- Born: 26 May 1722
- Died: 1 October 1778 (aged 56) Chartley Manor Place, Staffordshire
- Buried: Staunton Harold, Leicestershire
- Allegiance: Kingdom of Great Britain
- Branch: Royal Navy
- Service years: 1735–1778
- Rank: Vice-Admiral of the White
- Commands: HMS Hawk HMS Fox HMS Dover HMS Gloucester HMS Fame HMS Bridgewater HMS Mermaid HMS Monmouth HMS Duc d'Aquitaine HMS Temple
- Conflicts: Seven Years' War Battle of Fort Beauséjour; Raid on St Malo; Battle of Quiberon Bay;
- Awards: Fellow of the Royal Society
- Spouse: Anne Elliot

= Washington Shirley, 5th Earl Ferrers =

British Royal Navy officer, peer, freemason and amateur astronomer

Vice-Admiral Washington Shirley, 5th Earl Ferrers, FRS (26 May 1722 – 1 October 1778) was a British Royal Navy officer, hereditary peer, freemason and amateur astronomer.

==Early life==
Ferrers was the second son of Hon Laurence Shirley (fourth son of Robert Shirley, 1st Earl Ferrers) and his wife, Anne.

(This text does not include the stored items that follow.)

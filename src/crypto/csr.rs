//! PKCS#10 certificate signing requests
//!
//! The private key never lives here, so a CSR is built in two halves: the
//! CertificationRequestInfo (the "TBS" bytes) is encoded first, its SHA-256
//! digest is signed by whichever backend holds the key, and the signature is
//! then wrapped together with the TBS into the final request.

use const_oid::db::rfc4519::CN;
use const_oid::db::rfc5912::ECDSA_WITH_SHA_256;
use const_oid::ObjectIdentifier;
use der::asn1::{BitString, SetOfVec, Utf8StringRef};
use der::{Decode, DecodePem, Encode, EncodePem, Tag, Tagged};
use p256::pkcs8::LineEnding;
use spki::AlgorithmIdentifierOwned;
use x509_cert::attr::{AttributeTypeAndValue, AttributeValue, Attributes};
use x509_cert::name::{RdnSequence, RelativeDistinguishedName};
use x509_cert::request::{CertReq, CertReqInfo, Version};

use super::curve::Curve;
use super::keys::PublicKey;
use crate::types::{CustodyError, Result};

/// Signature algorithm placed in the outer CSR structure
#[derive(Debug, Clone, Copy, PartialEq, Eq)]
pub enum SignatureAlgorithm {
    EcdsaWithSha256,
}

impl SignatureAlgorithm {
    pub fn oid(&self) -> ObjectIdentifier {
        match self {
            Self::EcdsaWithSha256 => ECDSA_WITH_SHA_256,
        }
    }

    /// ECDSA algorithm identifiers carry no parameters
    pub fn identifier(&self) -> AlgorithmIdentifierOwned {
        AlgorithmIdentifierOwned {
            oid: self.oid(),
            parameters: None,
        }
    }
}

/// Encode the CertificationRequestInfo for `CN=<common_name>` and `public_key`.
///
/// These are the bytes that get hashed and signed.
pub fn build_csr_tbs(public_key: &PublicKey, common_name: &str) -> Result<Vec<u8>> {
    if common_name.is_empty() {
        return Err(CustodyError::InvalidArgument(
            "CSR common name must not be empty".into(),
        ));
    }

    let info = CertReqInfo {
        version: Version::V1,
        subject: common_name_subject(common_name)?,
        public_key: public_key.to_spki()?,
        attributes: Attributes::new(),
    };
    Ok(info.to_der()?)
}

/// Wrap `SEQUENCE { tbs, algorithm, BIT STRING(signature) }` and PEM encode it
pub fn assemble_csr(
    tbs_der: &[u8],
    signature_der: &[u8],
    algorithm: SignatureAlgorithm,
) -> Result<String> {
    let request = CertReq {
        info: CertReqInfo::from_der(tbs_der)?,
        algorithm: algorithm.identifier(),
        signature: BitString::from_bytes(signature_der)?,
    };
    Ok(request.to_pem(LineEnding::LF)?)
}

/// Subject and key summary of a PEM encoded CSR
#[derive(Debug, Clone)]
pub struct CsrSummary {
    pub common_name: Option<String>,
    pub public_key: PublicKey,
    pub signature_algorithm: ObjectIdentifier,
    pub signature: Vec<u8>,
    pub tbs_der: Vec<u8>,
}

impl CsrSummary {
    pub fn curve(&self) -> Curve {
        self.public_key.curve()
    }

    /// Check the request's self-signature over its own TBS bytes
    pub fn verify(&self) -> Result<()> {
        if self.signature_algorithm != ECDSA_WITH_SHA_256 {
            return Err(CustodyError::InvalidSignature(format!(
                "unexpected CSR signature algorithm {}",
                self.signature_algorithm
            )));
        }
        self.public_key
            .verify_prehash(&super::digest(&self.tbs_der), &self.signature)
    }
}

/// Parse a PEM encoded PKCS#10 request
pub fn inspect_csr(pem: &str) -> Result<CsrSummary> {
    let request = CertReq::from_pem(pem.trim().as_bytes())?;
    let signature = request
        .signature
        .as_bytes()
        .ok_or_else(|| CustodyError::InvalidSignature("CSR signature is not octet aligned".into()))?
        .to_vec();

    Ok(CsrSummary {
        common_name: common_name_of(&request.info.subject),
        public_key: PublicKey::from_spki(&request.info.public_key)?,
        signature_algorithm: request.algorithm.oid,
        signature,
        tbs_der: request.info.to_der()?,
    })
}

/// Single-RDN subject `CN=<common_name>`
fn common_name_subject(common_name: &str) -> Result<RdnSequence> {
    let value = AttributeValue::new(Tag::Utf8String, common_name.as_bytes())?;
    let attribute = AttributeTypeAndValue { oid: CN, value };
    let rdn = RelativeDistinguishedName(SetOfVec::try_from(vec![attribute])?);
    Ok(RdnSequence(vec![rdn]))
}

/// First CN attribute of a name, if any
pub(crate) fn common_name_of(name: &RdnSequence) -> Option<String> {
    name.0
        .iter()
        .flat_map(|rdn| rdn.0.iter())
        .find(|attribute| attribute.oid == CN)
        .and_then(|attribute| match attribute.value.tag() {
            Tag::Utf8String => attribute
                .value
                .decode_as::<Utf8StringRef<'_>>()
                .ok()
                .map(|s| s.as_str().to_string()),
            _ => std::str::from_utf8(attribute.value.value())
                .ok()
                .map(str::to_string),
        })
}
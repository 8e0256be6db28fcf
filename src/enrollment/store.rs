//! Certificate datastores
//!
//! [`CertDatastore`] is the has/get/put contract the orchestrator persists
//! enrollment results through. Two implementations ship with the crate: a
//! folder of `<key>.json` files and an in-memory map.

use std::path::{Path, PathBuf};

use async_trait::async_trait;
use dashmap::DashMap;
use serde::Serialize;
use tokio::fs;
use tracing::debug;

use crate::identity::CertificateRecord;
use crate::types::{CustodyError, Result};

#[async_trait]
pub trait CertDatastore: Send + Sync {
    async fn has(&self, key: &str) -> Result<bool>;

    /// `KeyNotFound` when nothing is stored under `key`
    async fn get(&self, key: &str) -> Result<CertificateRecord>;

    /// Insert or replace the record stored under `record.key`
    async fn put(&self, record: &CertificateRecord) -> Result<()>;
}

// =============================================================================
// File store
// =============================================================================

/// One pretty-printed JSON file per record
#[derive(Debug, Clone)]
pub struct FileCertStore {
    dir: PathBuf,
}

impl FileCertStore {
    /// Open the store, creating the folder if needed
    pub async fn new(dir: impl Into<PathBuf>) -> Result<Self> {
        let dir = dir.into();
        if dir.as_os_str().is_empty() {
            return Err(CustodyError::Config("certificate store folder is required".into()));
        }
        fs::create_dir_all(&dir).await?;
        Ok(Self { dir })
    }

    pub fn dir(&self) -> &Path {
        &self.dir
    }

    fn path_for(&self, key: &str) -> Result<PathBuf> {
        let valid = !key.is_empty()
            && !key.starts_with('.')
            && !key.contains(&['/', '\\'][..]);
        if !valid {
            return Err(CustodyError::InvalidArgument(format!(
                "invalid certificate record key {key:?}"
            )));
        }
        Ok(self.dir.join(format!("{key}.json")))
    }
}

#[async_trait]
impl CertDatastore for FileCertStore {
    async fn has(&self, key: &str) -> Result<bool> {
        Ok(fs::try_exists(self.path_for(key)?).await?)
    }

    async fn get(&self, key: &str) -> Result<CertificateRecord> {
        let raw = match fs::read_to_string(self.path_for(key)?).await {
            Ok(raw) => raw,
            Err(e) if e.kind() == std::io::ErrorKind::NotFound => {
                return Err(CustodyError::KeyNotFound(format!("certificate record {key}")));
            }
            Err(e) => return Err(e.into()),
        };
        if raw.trim().is_empty() {
            return Err(CustodyError::KeyNotFound(format!("certificate record {key}")));
        }
        serde_json::from_str(&raw)
            .map_err(|e| CustodyError::Datastore(format!("certificate record {key}: {e}")))
    }

    async fn put(&self, record: &CertificateRecord) -> Result<()> {
        let path = self.path_for(&record.key)?;

        let mut raw = Vec::new();
        let formatter = serde_json::ser::PrettyFormatter::with_indent(b"    ");
        let mut serializer = serde_json::Serializer::with_formatter(&mut raw, formatter);
        record.serialize(&mut serializer)?;

        fs::write(&path, raw)
            .await
            .map_err(|e| CustodyError::Datastore(format!("write {}: {e}", path.display())))?;
        debug!(key = %record.key, identity_type = %record.identity_type, "Certificate record stored");
        Ok(())
    }
}

// =============================================================================
// Memory store
// =============================================================================

#[derive(Debug, Default)]
pub struct MemoryCertStore {
    records: DashMap<String, CertificateRecord>,
}

impl MemoryCertStore {
    pub fn new() -> Self {
        Self::default()
    }

    pub fn len(&self) -> usize {
        self.records.len()
    }

    pub fn is_empty(&self) -> bool {
        self.records.is_empty()
    }
}

#[async_trait]
impl CertDatastore for MemoryCertStore {
    async fn has(&self, key: &str) -> Result<bool> {
        Ok(self.records.contains_key(key))
    }

    async fn get(&self, key: &str) -> Result<CertificateRecord> {
        self.records
            .get(key)
            .map(|entry| entry.value().clone())
            .ok_or_else(|| CustodyError::KeyNotFound(format!("certificate record {key}")))
    }

    async fn put(&self, record: &CertificateRecord) -> Result<()> {
        self.records.insert(record.key.clone(), record.clone());
        Ok(())
    }
}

Two weeks after the execution of his brother Laurence Shirley, 4th Earl Ferrers in 1760, Ferrers took his seat in the House of Lords as the 5th Earl Ferrers. In 1763, King George III granted him the family estates, previously forfeit by his brother as a felon (much to the surprise of Casanova, then visiting London) and he began to transform the family seat of Staunton Harold in Leicestershire.

==Naval career==
In about 1738 he joined the Royal Navy and rose through the ranks as a Second Lieutenant in 1741, First Lieutenant in 1746 and Post-Captain soon after. He was later promoted as a Rear Admiral in 1771 and Vice-Admiral in 1775.

==Later life==
Ferrers was appointed a Deputy Lieutenant of Staffordshire on 28 August 1761.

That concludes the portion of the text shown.